Active placemaking is also critical. Events, programming and seasonal activation help sustain footfall and keep the offer relevant, particularly in mixed-use environments where patterns of use can shift throughout the year.
Successful developments treat F&B as a dynamic ecosystem rather than a fixed tenant mix. Ongoing asset management, combined with the flexibility to adapt, is what ultimately protects performance and supports long-term value.
How should F&B be designed to adapt over time as developments evolve
F&B strategies should be designed with change in mind. Customer behaviour, operator performance and market conditions will all shift over time, and developments need the flexibility to respond without requiring major redesign.
This starts at a physical level.

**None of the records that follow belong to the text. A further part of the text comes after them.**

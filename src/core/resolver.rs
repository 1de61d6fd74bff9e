use crate::models::{ArtifactKind, CandidateImage, EventRecord, FailureCause, SkipReason};
use crate::services::storage::{extension_from_url, RequestScope};
use reqwest::{Client, Url};
use std::time::Duration;
use thiserror::Error;

/// Errors that can occur while downloading a candidate photo
#[derive(Debug, Error)]
pub enum DownloadError {
    #[error("request failed: {0}")]
    Request(#[from] reqwest::Error),

    #[error("image host returned {0}")]
    Status(reqwest::StatusCode),

    #[error("image exceeds {limit} bytes")]
    TooLarge { limit: usize },
}

/// State of one record after resolution
#[derive(Debug)]
pub enum Resolution {
    Ready(CandidateImage),
    Skipped(SkipReason),
    Failed(FailureCause),
}

/// Turns a catalog record into a stored, confirmed candidate image
pub struct CandidateResolver {
    client: Client,
    max_image_bytes: usize,
}

impl CandidateResolver {
    pub fn new(timeout: Duration, max_image_bytes: usize) -> Result<Self, reqwest::Error> {
        let client = Client::builder().timeout(timeout).build()?;
        Ok(Self {
            client,
            max_image_bytes,
        })
    }

    /// Resolve one record. Never returns early out of the batch: every
    /// problem becomes a `Skipped` or `Failed` resolution.
    ///
    /// Storage keys are allocated through `scope`, so whatever gets written
    /// here is released with the rest of the request.
    pub async fn resolve(&self, record: &EventRecord, scope: &RequestScope) -> Resolution {
        let url = match parse_photo_url(record.photo_url()) {
            Ok(url) => url,
            Err(reason) => return Resolution::Skipped(reason),
        };

        let bytes = match self.download(&url).await {
            Ok(bytes) => bytes,
            Err(e) => return Resolution::Failed(FailureCause::Download(e.to_string())),
        };

        let extension = extension_from_url(&url);
        let key = scope.allocate(ArtifactKind::Candidate, extension.as_deref());

        let path = match scope.write(&key, &bytes).await {
            Ok(path) => path,
            Err(e) => return Resolution::Failed(FailureCause::Storage(e.to_string())),
        };

        if let Err(e) = scope.confirm(&key, bytes.len()).await {
            return Resolution::Failed(FailureCause::Integrity(e.to_string()));
        }

        Resolution::Ready(CandidateImage {
            key,
            path,
            size: bytes.len(),
        })
    }

    async fn download(&self, url: &Url) -> Result<Vec<u8>, DownloadError> {
        let mut response = self.client.get(url.clone()).send().await?;

        if !response.status().is_success() {
            return Err(DownloadError::Status(response.status()));
        }

        let limit = self.max_image_bytes;
        if response.content_length().is_some_and(|len| len > limit as u64) {
            return Err(DownloadError::TooLarge { limit });
        }

        let mut bytes = Vec::new();
        while let Some(chunk) = response.chunk().await? {
            if bytes.len() + chunk.len() > limit {
                return Err(DownloadError::TooLarge { limit });
            }
            bytes.extend_from_slice(&chunk);
        }

        tracing::trace!("Downloaded {} bytes from {}", bytes.len(), url);
        Ok(bytes)
    }
}

/// Validate a record's photo URL
///
/// Only absolute http(s) URLs are downloadable.
pub fn parse_photo_url(raw: Option<&str>) -> Result<Url, SkipReason> {
    let raw = raw.ok_or(SkipReason::MissingUrl)?;
    let url = Url::parse(raw).map_err(|_| SkipReason::MalformedUrl)?;

    match url.scheme() {
        "http" | "https" if url.host().is_some() => Ok(url),
        _ => Err(SkipReason::MalformedUrl),
    }
}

Unit sizes, servicing infrastructure and back-of-house planning should allow for reconfiguration where needed, whether that is combining spaces, subdividing units or introducing new formats. Developments that are too rigid often struggle to maintain relevance as demand changes.
Flexibility is also important at an operational level. Operator mixes will evolve, concepts will need refreshing and new formats may emerge. Schemes that allow for this, through adaptable leasing structures and active asset management, tend to perform more consistently over the long term.
The most successful developments treat F&B as a living part of the asset rather than a fixed tenant mix. Designing for adaptability from the outset helps protect performance, extend lifecycle relevance and reduce the need for disruptive or costly repositioning later.
Final Thoughts
F&B now plays a defining role in how development and mixed-use schemes perform, shaping not only how spaces are used, but how they are perceived and valued over time. It influences leasing, supports occupier demand and contributes directly to the identity and commercial resilience of an asset.
The most successful developments approach hospitality with clarity and intent from the outset. They understand the role F&B is expected to play, align it with the wider positioning of the scheme and ensure it is supported through design, leasing and ongoing management.
There is no single formula. The right strategy will vary depending on context, scale and stakeholder objectives. What remains consistent is the need to think beyond individual units and consider how F&B functions as part of a wider ecosystem.
When planned, curated and managed effectively, F&B moves far beyond amenity. It becomes a driver of activation, a tool for differentiation and a core component of long-term value creation.